(Stored data entries)
[Start of section]
use ct_codecs::{Base64UrlSafeNoPadding, Encoder};
use rand::distributions::{Alphanumeric, DistString};
use rand::{CryptoRng, RngCore, SeedableRng};
use rand_chacha::ChaCha20Rng;

pub fn generate_salt_base64_16() -> String {
    let seed = generate_random_bytes::<16>();

    //This operation should be safe as we control the input.
    Base64UrlSafeNoPadding::encode_to_string(seed).unwrap_or_default()
}

pub fn generate_alphanumeric(length: usize) -> String {
    Alphanumeric.sample_string(&mut get_rng(), length)
}

pub fn generate_random_bytes<const N: usize>() -> [u8; N] {
    let mut res = [0u8; N];
    get_rng().fill_bytes(&mut res);
    res
}

pub fn get_rng() -> impl RngCore + CryptoRng {
    ChaCha20Rng::from_entropy()
}
use sea_orm_migration::prelude::*;

use crate::datatype::{timestamp, timestamp_null, uuid_char, uuid_char_null};

#[derive(DeriveMigrationName)]
pub struct Migration;

const UNIQUE_ACCESS_TOKEN_INDEX: &str = "index-CredentialOffer-AccessToken-Unique";
const UNIQUE_STATUS_LIST_URI_INDEX: &str = "index-StatusList-Uri-Unique";
const UNIQUE_STATUS_LIST_INDEX_INDEX: &str = "index-CredentialOfferStatus-StatusListId-Index-Unique";

#[async_trait::async_trait]
impl MigrationTrait for Migration {
    async fn up(&self, manager: &SchemaManager) -> Result<(), DbErr> {
        manager
            .create_table(
                Table::create()
                    .table(CredentialOffer::Table)
                    .if_not_exists()
                    .col(uuid_char(CredentialOffer::Id).primary_key())
                    .col(timestamp(CredentialOffer::CreatedDate, manager))
                    .col(timestamp(CredentialOffer::LastModified, manager))
                    .col(ColumnDef::new(CredentialOffer::State).string().not_null())
                    .col(
                        ColumnDef::new(CredentialOffer::CredentialConfigurationIds)
                            .json()
                            .not_null(),
                    )
                    .col(ColumnDef::new(CredentialOffer::OfferData).json().null())
                    .col(
                        ColumnDef::new(CredentialOffer::CredentialMetadata)
                            .json()
                            .null(),
                    )
                    .col(uuid_char_null(CredentialOffer::AccessToken))
                    .col(timestamp_null(
                        CredentialOffer::TokenExpirationTimestamp,
                        manager,
                    ))
                    .col(uuid_char(CredentialOffer::Nonce))
                    .col(timestamp(CredentialOffer::OfferExpirationTimestamp, manager))
                    .col(timestamp_null(CredentialOffer::CredentialValidFrom, manager))
                    .col(timestamp_null(CredentialOffer::CredentialValidUntil, manager))
                    .to_owned(),
            )
            .await?;

        manager
            .create_index(
                Index::create()
                    .name(UNIQUE_ACCESS_TOKEN_INDEX)
                    .table(CredentialOffer::Table)
                    .col(CredentialOffer::AccessToken)
                    .unique()
                    .to_owned(),
            )
            .await?;

        manager
            .create_table(
                Table::create()
                    .table(StatusList::Table)
                    .if_not_exists()
                    .col(uuid_char(StatusList::Id).primary_key())
                    .col(timestamp(StatusList::CreatedDate, manager))
                    .col(timestamp(StatusList::LastModified, manager))
                    .col(ColumnDef::new(StatusList::Type).string().not_null())
                    .col(ColumnDef::new(StatusList::Config).json().not_null())
                    .col(ColumnDef::new(StatusList::Uri).string().not_null())
                    .col(ColumnDef::new(StatusList::StatusZipped).text().not_null())
                    .col(
                        ColumnDef::new(StatusList::NextFreeIndex)
                            .unsigned()
                            .not_null()
                            .default(0),
                    )
                    .col(ColumnDef::new(StatusList::MaxLength).unsigned().not_null())
                    .to_owned(),
            )
            .await?;

        manager
            .create_index(
                Index::create()
                    .name(UNIQUE_STATUS_LIST_URI_INDEX)
                    .table(StatusList::Table)
                    .col(StatusList::Uri)
                    .unique()
                    .to_owned(),
            )
            .await?;

        manager
            .create_table(
                Table::create()
                    .table(CredentialOfferStatus::Table)
                    .if_not_exists()
                    .col(uuid_char(CredentialOfferStatus::CredentialOfferId))
                    .col(uuid_char(CredentialOfferStatus::StatusListId))
                    .col(
                        ColumnDef::new(CredentialOfferStatus::Index)
                            .unsigned()
                            .not_null(),
                    )
                    .primary_key(
                        Index::create()
                            .name("pk-CredentialOfferStatus")
                            .col(CredentialOfferStatus::CredentialOfferId)
                            .col(CredentialOfferStatus::StatusListId)
                            .primary(),
                    )
                    .foreign_key(
                        ForeignKey::create()
                            .name("fk-CredentialOfferStatus-CredentialOfferId")
                            .from_tbl(CredentialOfferStatus::Table)
                            .from_col(CredentialOfferStatus::CredentialOfferId)
                            .to_tbl(CredentialOffer::Table)
                            .to_col(CredentialOffer::Id)
                            .on_delete(ForeignKeyAction::Cascade),
                    )
                    .foreign_key(
                        ForeignKey::create()
                            .name("fk-CredentialOfferStatus-StatusListId")
                            .from_tbl(CredentialOfferStatus::Table)
                            .from_col(CredentialOfferStatus::StatusListId)
                            .to_tbl(StatusList::Table)
                            .to_col(StatusList::Id),
                    )
                    .to_owned(),
            )
            .await?;

        // one credential per status list entry
        manager
            .create_index(
                Index::create()
                    .name(UNIQUE_STATUS_LIST_INDEX_INDEX)
                    .table(CredentialOfferStatus::Table)
                    .col(CredentialOfferStatus::StatusListId)
                    .col(CredentialOfferStatus::Index)
                    .unique()
                    .to_owned(),
            )
            .await?;

        Ok(())
    }

    async fn down(&self, manager: &SchemaManager) -> Result<(), DbErr> {
        manager
            .drop_table(Table::drop().table(CredentialOfferStatus::Table).to_owned())
            .await?;
        manager
            .drop_table(Table::drop().table(StatusList::Table).to_owned())
            .await?;
        manager
            .drop_table(Table::drop().table(CredentialOffer::Table).to_owned())
            .await
    }
}

#[derive(Iden)]
#[allow(clippy::enum_variant_names)]
pub enum CredentialOffer {
    Table,
    Id,
    CreatedDate,
    LastModified,
    State,
    CredentialConfigurationIds,
    OfferData,
    CredentialMetadata,
    AccessToken,
    TokenExpirationTimestamp,
    Nonce,
    OfferExpirationTimestamp,
    CredentialValidFrom,
    CredentialValidUntil,
}

#[derive(Iden)]
pub enum StatusList {
    Table,
    Id,
    CreatedDate,
    LastModified,
    Type,
    Config,
    Uri,
    StatusZipped,
    NextFreeIndex,
    MaxLength,
}

#[derive(Iden)]
pub enum CredentialOfferStatus {
    Table,
    CredentialOfferId,
    StatusListId,
    Index,
}
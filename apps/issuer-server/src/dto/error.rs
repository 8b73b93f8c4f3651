use axum::extract::rejection::{FormRejection, JsonRejection};
use issuer_core::service::error::{
    CredentialRequestError, CredentialRequestErrorCode, OAuthError, OAuthErrorCode,
};
use serde::{Deserialize, Serialize};
use utoipa::ToSchema;

pub const SERVER_ERROR: &str = "server_error";

/// Error body shared by the token and credential endpoints
#[derive(Clone, Debug, Serialize, Deserialize, ToSchema)]
pub struct ErrorResponseRestDTO {
    #[schema(example = "invalid_grant")]
    pub error: String,
    pub error_description: String,
}

impl ErrorResponseRestDTO {
    pub fn new(error: impl ToString, error_description: impl Into<String>) -> Self {
        Self {
            error: error.to_string(),
            error_description: error_description.into(),
        }
    }
}

impl From<OAuthError> for ErrorResponseRestDTO {
    fn from(value: OAuthError) -> Self {
        Self::new(value.error, value.description)
    }
}

impl From<CredentialRequestError> for ErrorResponseRestDTO {
    fn from(value: CredentialRequestError) -> Self {
        Self::new(value.error, value.description)
    }
}

impl From<FormRejection> for ErrorResponseRestDTO {
    fn from(value: FormRejection) -> Self {
        Self::new(OAuthErrorCode::InvalidRequest, value.body_text())
    }
}

impl From<JsonRejection> for ErrorResponseRestDTO {
    fn from(value: JsonRejection) -> Self {
        Self::new(
            CredentialRequestErrorCode::InvalidCredentialRequest,
            value.body_text(),
        )
    }
}
use serde_json::Value;
use shared_types::{CredentialOfferId, StatusListId};
use strum::{Display, EnumString};
use time::OffsetDateTime;

#[derive(Clone, Debug, Eq, PartialEq)]
pub struct StatusList {
    pub id: StatusListId,
    pub created_date: OffsetDateTime,
    pub last_modified: OffsetDateTime,
    pub r#type: StatusListType,
    /// Type specific configuration, e.g. `{"bits": 2}` for token status lists
    pub config: Value,
    pub uri: String,
    pub status_zipped: String,
    pub next_free_index: u32,
    pub max_length: u32,
}

#[derive(Clone, Debug, Eq, PartialEq, Default)]
pub struct StatusListRelations {}

#[derive(Clone, Copy, Debug, Eq, PartialEq, Hash, Display, EnumString)]
pub enum StatusListType {
    #[strum(serialize = "TOKEN_STATUS_LIST")]
    TokenStatusList,
}

impl StatusListType {
    /// Value of the `type` member in the credential `status` claim
    pub fn credential_status_type(&self) -> &'static str {
        match self {
            Self::TokenStatusList => "SwissTokenStatusList-1.0",
        }
    }
}

impl StatusList {
    pub fn has_free_index(&self) -> bool {
        self.next_free_index < self.max_length
    }
}

/// Index reserved for a credential offer within a status list
#[derive(Clone, Debug, Eq, PartialEq)]
pub struct StatusListSlot {
    pub credential_offer_id: CredentialOfferId,
    pub status_list_id: StatusListId,
    pub index: u32,

    // Relations:
    pub status_list: Option<StatusList>,
}

#[derive(Clone, Debug, Eq, PartialEq, Default)]
pub struct StatusListSlotRelations {
    pub status_list: Option<StatusListRelations>,
}
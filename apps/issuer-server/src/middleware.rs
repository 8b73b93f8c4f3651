use std::time::Instant;

use axum::body::Body;
use axum::extract::MatchedPath;
use axum::http::Request;
use axum::middleware::Next;
use axum::response::Response;

pub struct HttpRequestContext<'a> {
    pub path: &'a str,
    pub method: &'a str,
    pub request_id: Option<&'a str>,
}

pub async fn metrics_counter(request: Request<Body>, next: Next) -> Response {
    let endpoint = request
        .extensions()
        .get::<MatchedPath>()
        .map(|path| path.as_str().to_owned())
        .unwrap_or_else(|| "unmatched".to_string());

    let start = Instant::now();
    let response = next.run(request).await;

    crate::metrics::track_response(
        &endpoint,
        response.status().as_u16(),
        start.elapsed().as_secs_f64(),
    );

    response
}

pub fn get_http_request_context<T>(request: &Request<T>) -> HttpRequestContext<'_> {
    let request_id = request
        .headers()
        .get("x-request-id")
        .and_then(|header| header.to_str().ok())
        .filter(|value| !value.is_empty());

    HttpRequestContext {
        path: request.uri().path(),
        method: request.method().as_str(),
        request_id,
    }
}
[End of section]
(Task prompt) If a line in the entries includes the word "SchemaManager", copy that line out.

(Exercise output)
    async fn up(&self, manager: &SchemaManager) -> Result<(), DbErr> {
    async fn down(&self, manager: &SchemaManager) -> Result<(), DbErr> {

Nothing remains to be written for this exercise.